When I was 17 and feeling lousy still/again, my mother took me to her endocrinologist. Mom had just been diagnosed with Hashimoto’s Hypothyroiditis (an AD that attacks the thyroid gland), and we shared many of the same symptoms. Within a few weeks, I had a matching diagnosis and a bottle of Synthroid. I didn’t have all of the tests to confirm that it’s Hashimoto’s (as opposed to the less pernicious, but still troublesome, Hypothyroidism, which is not an AD), but blood tests coupled with an ultrasound were sufficient for my doctor.

Fast-forward a few years, and I had the experience of a lifetime: a semester’s study in Rome. As I scarfed down pasta and panini from one end of the city to the other, I found myself in increasing pain. I eventually found an English-speaking chiropractor whom I saw for weekly adjustments. They would alleviate the pain for a day or two, but soon I would be in agony again. We had no idea what the problem was, and fears ran from Fibromyalgia to a compressed disc in my spine to a tumor that was causing a bizarre reaction. By the time I left Italy in December, 2004, my dad had to “borrow” a wheelchair for me at the airport because I was in too much pain to walk to the gate.

My favorite place: the Pantheon in Rome

Finally, in July of 2005, I had an appointment that would change my life. My dear friend Daphne took me on a road trip to Maine so I could visit the Women to Women Clinic, originally founded by Christiane Northrup. Within twenty minutes of meeting Marcelle Pick, dream Nurse Practitioner, I had an answer. Nearly a dozen doctors before her couldn’t figure out what was wrong, telling me it was “just stress” or, worse, insinuating that it was all in my head. So when Marcelle said that she was quite sure my problem was gluten (which I had never heard of), rather than being depressed that this meant a lifetime without pizza and beer, I was elated that I finally had answer. (The crushing frustration came later, believe me.)

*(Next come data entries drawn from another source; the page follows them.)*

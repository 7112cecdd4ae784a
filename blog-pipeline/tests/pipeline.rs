//! Full workflow runs against mocked collaborators.

use std::sync::Arc;
use std::time::Duration;

use async_trait::async_trait;
use blog_pipeline::analysis::SimulatedChecker;
use blog_pipeline::config::PipelineConfig;
use blog_pipeline::extract::PlainTextExtractor;
use blog_pipeline::generation::{Completion, GenerationError, Role, TextGenerator, TokenUsage};
use blog_pipeline::pipeline::{Pipeline, PipelineInput};
use blog_pipeline::research::{ResearchExecutor, SourceFetcher};
use blog_pipeline::state::{CompositeScore, ResearchResult};
use blog_pipeline::workflow::WorkflowComponents;
use stategraph::GraphError;

/// Scripted generator: a rule fires when every needle appears in the
/// combined system + user prompt; the first matching rule wins.
struct ScriptedGenerator {
    rules: Vec<(Vec<&'static str>, &'static str)>,
    default: &'static str,
}

impl ScriptedGenerator {
    fn new(rules: Vec<(Vec<&'static str>, &'static str)>, default: &'static str) -> Arc<Self> {
        Arc::new(Self { rules, default })
    }
}

#[async_trait]
impl TextGenerator for ScriptedGenerator {
    fn name(&self) -> &str {
        "scripted"
    }

    async fn generate(
        &self,
        system: &str,
        prompt: &str,
        _role: Role,
    ) -> Result<Completion, GenerationError> {
        let haystack = format!("{system}\n{prompt}");
        let text = self
            .rules
            .iter()
            .find(|(needles, _)| needles.iter().all(|needle| haystack.contains(needle)))
            .map(|(_, reply)| *reply)
            .unwrap_or(self.default);
        Ok(Completion {
            text: text.to_string(),
            model: "mock".to_string(),
            usage: TokenUsage {
                prompt: 10,
                completion: 20,
                total: 30,
            },
        })
    }
}

struct WebHitFetcher;

#[async_trait]
impl SourceFetcher for WebHitFetcher {
    fn name(&self) -> &'static str {
        "web"
    }

    async fn fetch(&self, query: &str) -> Vec<ResearchResult> {
        vec![ResearchResult {
            title: format!("Finding about {query}"),
            url: Some(format!("https://example.com/{}", query.replace(' ', "-"))),
            content: "evidence from the web".to_string(),
            summary: None,
            metadata: Default::default(),
        }]
    }
}

const STRUCTURE: &str = r#"{"title": "Pipelines in Practice", "sections": [
  {"id": "1", "title": "Motivation", "description": "why this matters"},
  {"id": "2", "title": "Architecture", "description": "how it fits together"},
  {"id": "3", "title": "Tradeoffs", "description": "what it costs"},
  {"id": "4", "title": "Closing Takeaways", "description": "wrap up"}
]}"#;

fn happy_generator() -> Arc<ScriptedGenerator> {
    ScriptedGenerator::new(
        vec![
            (
                vec!["senior developer"],
                "Staged workflow turning repositories into publishable posts.",
            ),
            (
                vec!["research strategist"],
                r#"{"queries": ["workflow engine design", "pipeline library comparison", "orchestration trends"]}"#,
            ),
            (vec!["content strategist"], STRUCTURE),
            (
                vec!["plagiarism detection expert"],
                r#"{"risk_score": 5, "flagged_phrases": [], "confidence": "high"}"#,
            ),
            (vec!["demanding technical editor"], r#"{"score": 9, "weaknesses": []}"#),
            (vec!["rank research findings"], r#"{"picks": [1, 2]}"#),
            (
                vec!["engaging introduction"],
                "Every project eventually writes about itself.",
            ),
            (
                vec!["closing out a blog post"],
                "Ship the pipeline, then write about it.",
            ),
            (
                vec!["Section Title:** Motivation"],
                "Teams drown under manual publishing chores every single week.",
            ),
            (
                vec!["Section Title:** Architecture"],
                "Nodes route state through edges until a sink finishes execution.",
            ),
            (
                vec!["Section Title:** Tradeoffs"],
                "Budget guards bound spending while timeouts bound waiting.",
            ),
            (
                vec!["Section Title:** Closing Takeaways"],
                "Automation leaves reviewers doing only interesting judgment calls.",
            ),
        ],
        "generic fallback reply",
    )
}

fn build_pipeline(generator: Arc<dyn TextGenerator>, config: PipelineConfig) -> Pipeline {
    let config = Arc::new(config);
    let executor = Arc::new(ResearchExecutor::new(
        vec![Arc::new(WebHitFetcher)],
        Duration::from_secs(5),
    ));
    let components = WorkflowComponents {
        generator,
        checker: Arc::new(SimulatedChecker),
        extractor: Arc::new(PlainTextExtractor),
        executor,
        config: config.clone(),
    };
    Pipeline::with_components(config, &components).unwrap()
}

fn code_input() -> PipelineInput {
    PipelineInput {
        source_code: Some("fn main() { println!(\"hello\"); }".to_string()),
        research_sources: vec!["web".to_string()],
        ..Default::default()
    }
}

#[tokio::test]
async fn full_run_produces_an_assembled_document() {
    let pipeline = build_pipeline(happy_generator(), PipelineConfig::default());

    let final_state = pipeline.run(code_input()).await.unwrap();

    assert_eq!(final_state.sections.len(), 4);
    assert_eq!(final_state.section_drafts.len(), 4);
    assert_eq!(final_state.plagiarism_checks.len(), 4);

    let document = final_state.final_document.as_deref().unwrap();
    assert!(document.starts_with("# Pipelines in Practice"));
    assert!(document.contains("Every project eventually writes about itself."));
    assert!(document.contains("## Architecture"));
    assert!(document.contains("## References"));
    assert!(document.contains("https://example.com/"));
    // the outline already ends on a takeaways section, so no generated
    // conclusion is appended
    assert!(!document.contains("Ship the pipeline"));

    let summary = final_state.completion_summary.as_ref().unwrap();
    assert_eq!(summary.total_sections, 4);
    assert_eq!(summary.checked_sections, 4);
    assert_eq!(summary.sections_with_revisions, 0);

    // budget monotonicity over the whole run
    assert!(final_state.total_tokens() > 0);
    assert!(final_state.free_tier_credits <= 100);
    assert!(!final_state.content_fingerprints.is_empty());
}

#[tokio::test]
async fn identical_runs_produce_identical_states() {
    let pipeline = build_pipeline(happy_generator(), PipelineConfig::default());

    let first = pipeline.run(code_input()).await.unwrap();
    let second = pipeline.run(code_input()).await.unwrap();
    assert_eq!(first, second);
}

#[tokio::test]
async fn zero_credits_force_estimated_checks() {
    let config = PipelineConfig {
        free_tier_credits: 0,
        ..Default::default()
    };
    let pipeline = build_pipeline(happy_generator(), config);

    let final_state = pipeline.run(code_input()).await.unwrap();
    assert_eq!(final_state.free_tier_credits, 0);
    assert!(!final_state.plagiarism_checks.is_empty());
    for check in final_state.plagiarism_checks.values() {
        assert!(matches!(check.composite, CompositeScore::Estimated { .. }));
    }
}

#[tokio::test]
async fn always_flagged_content_halts_at_the_step_ceiling() {
    // Remove the per-section cap so only the global ceiling can stop
    // the rewrite cycle.
    let config = PipelineConfig {
        max_section_rewrites: 1_000_000,
        max_workflow_steps: 30,
        ..Default::default()
    };
    let generator = ScriptedGenerator::new(
        vec![
            (
                vec!["senior developer"],
                "Staged workflow turning repositories into publishable posts.",
            ),
            (
                vec!["research strategist"],
                r#"{"queries": ["workflow engine design"]}"#,
            ),
            (vec!["content strategist"], STRUCTURE),
            (
                vec!["plagiarism detection expert"],
                r#"{"risk_score": 99, "flagged_phrases": ["borrowed phrasing"], "confidence": "high"}"#,
            ),
            (vec!["demanding technical editor"], r#"{"score": 9, "weaknesses": []}"#),
            (
                vec!["OUTPUT ONLY THE REVISED CONTENT"],
                "still the same reworded text",
            ),
        ],
        "a draft that always looks plagiarized",
    );
    let pipeline = build_pipeline(generator, config);

    let err = pipeline.run(code_input()).await.unwrap_err();
    assert!(matches!(
        err,
        GraphError::StepLimitExceeded { max_steps: 30, .. }
    ));
}

#[tokio::test]
async fn missing_inputs_fail_fast() {
    let pipeline = build_pipeline(happy_generator(), PipelineConfig::default());

    let err = pipeline.run(PipelineInput::default()).await.unwrap_err();
    assert!(matches!(err, GraphError::MissingInput(_)));
}

#[tokio::test]
async fn rewrite_cycle_converges_and_records_history() {
    // Every initial draft analyzes risky (85); each rewritten draft is
    // recognized by its wording and analyzes clean (10).
    let generator = ScriptedGenerator::new(
        vec![
            (
                vec!["senior developer"],
                "Staged workflow turning repositories into publishable posts.",
            ),
            (
                vec!["research strategist"],
                r#"{"queries": ["workflow engine design"]}"#,
            ),
            (vec!["content strategist"], STRUCTURE),
            (vec!["demanding technical editor"], r#"{"score": 9, "weaknesses": []}"#),
            (
                vec!["plagiarism detection expert", "Rephrased"],
                r#"{"risk_score": 10, "flagged_phrases": [], "confidence": "high"}"#,
            ),
            (
                vec!["plagiarism detection expert"],
                r#"{"risk_score": 85, "flagged_phrases": [], "confidence": "high"}"#,
            ),
            (
                vec!["OUTPUT ONLY THE REVISED CONTENT", "manual publishing chores"],
                "Rephrased motivation copy that energizes adoption quickly.",
            ),
            (
                vec!["OUTPUT ONLY THE REVISED CONTENT", "sink finishes execution"],
                "Rephrased architecture overview mapping node transitions clearly.",
            ),
            (
                vec!["OUTPUT ONLY THE REVISED CONTENT", "timeouts bound waiting"],
                "Rephrased tradeoff analysis weighing budgets against latency.",
            ),
            (
                vec!["OUTPUT ONLY THE REVISED CONTENT", "interesting judgment calls"],
                "Rephrased takeaway reminding readers to automate reviews.",
            ),
            (
                vec!["Section Title:** Motivation"],
                "Teams drown under manual publishing chores every single week.",
            ),
            (
                vec!["Section Title:** Architecture"],
                "Nodes route state through edges until a sink finishes execution.",
            ),
            (
                vec!["Section Title:** Tradeoffs"],
                "Budget guards bound spending while timeouts bound waiting.",
            ),
            (
                vec!["Section Title:** Closing Takeaways"],
                "Automation leaves reviewers doing only interesting judgment calls.",
            ),
        ],
        "generic fallback reply",
    );
    let pipeline = build_pipeline(generator, PipelineConfig::default());

    let final_state = pipeline.run(code_input()).await.unwrap();

    // every section was rewritten exactly once and the run completed
    assert_eq!(final_state.section_drafts.len(), 4);
    assert_eq!(final_state.revision_history.len(), 4);
    for history in final_state.revision_history.values() {
        assert_eq!(history.len(), 1);
        assert!(history[0].feedback.contains("85"));
    }
    assert_eq!(
        final_state.section_drafts["1"],
        "Rephrased motivation copy that energizes adoption quickly."
    );
    let summary = final_state.completion_summary.unwrap();
    assert_eq!(summary.sections_with_revisions, 4);
    assert!(final_state.final_document.is_some());
}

Practically speaking, ADs are part of my life, but managing them has become second nature. I don’t even think about Hashimoto’s anymore–especially now that my medicine is finally working properly; I just take my pill every morning and pop over for a blood test every six months to make sure all my levels are normal. Celiac Disease is certainly a bigger production, but after five years of managing it, I have my routines…though I do still encounter the occasional snafu.

Any questions?

Would I like it if these ADs disappeared? You bet. But since they’re a part of my life, I choose to glean the lessons I can. I also find it an honor to share my story with others, both people who are unfamiliar with ADs, and those who are learning to live with them. So if you have any questions, go ahead and ask. And if you have stories of your own to share, please go ahead and do so in the comments.

Please note: I am not a medical professional. In fact, I’m pretty lousy at science. All information in this and subsequent posts are purely my own understanding and interpretation based on personal experience and research over the last decade. If you suspect you have an autoimmune disease, please consult a trained health practitioner immediately.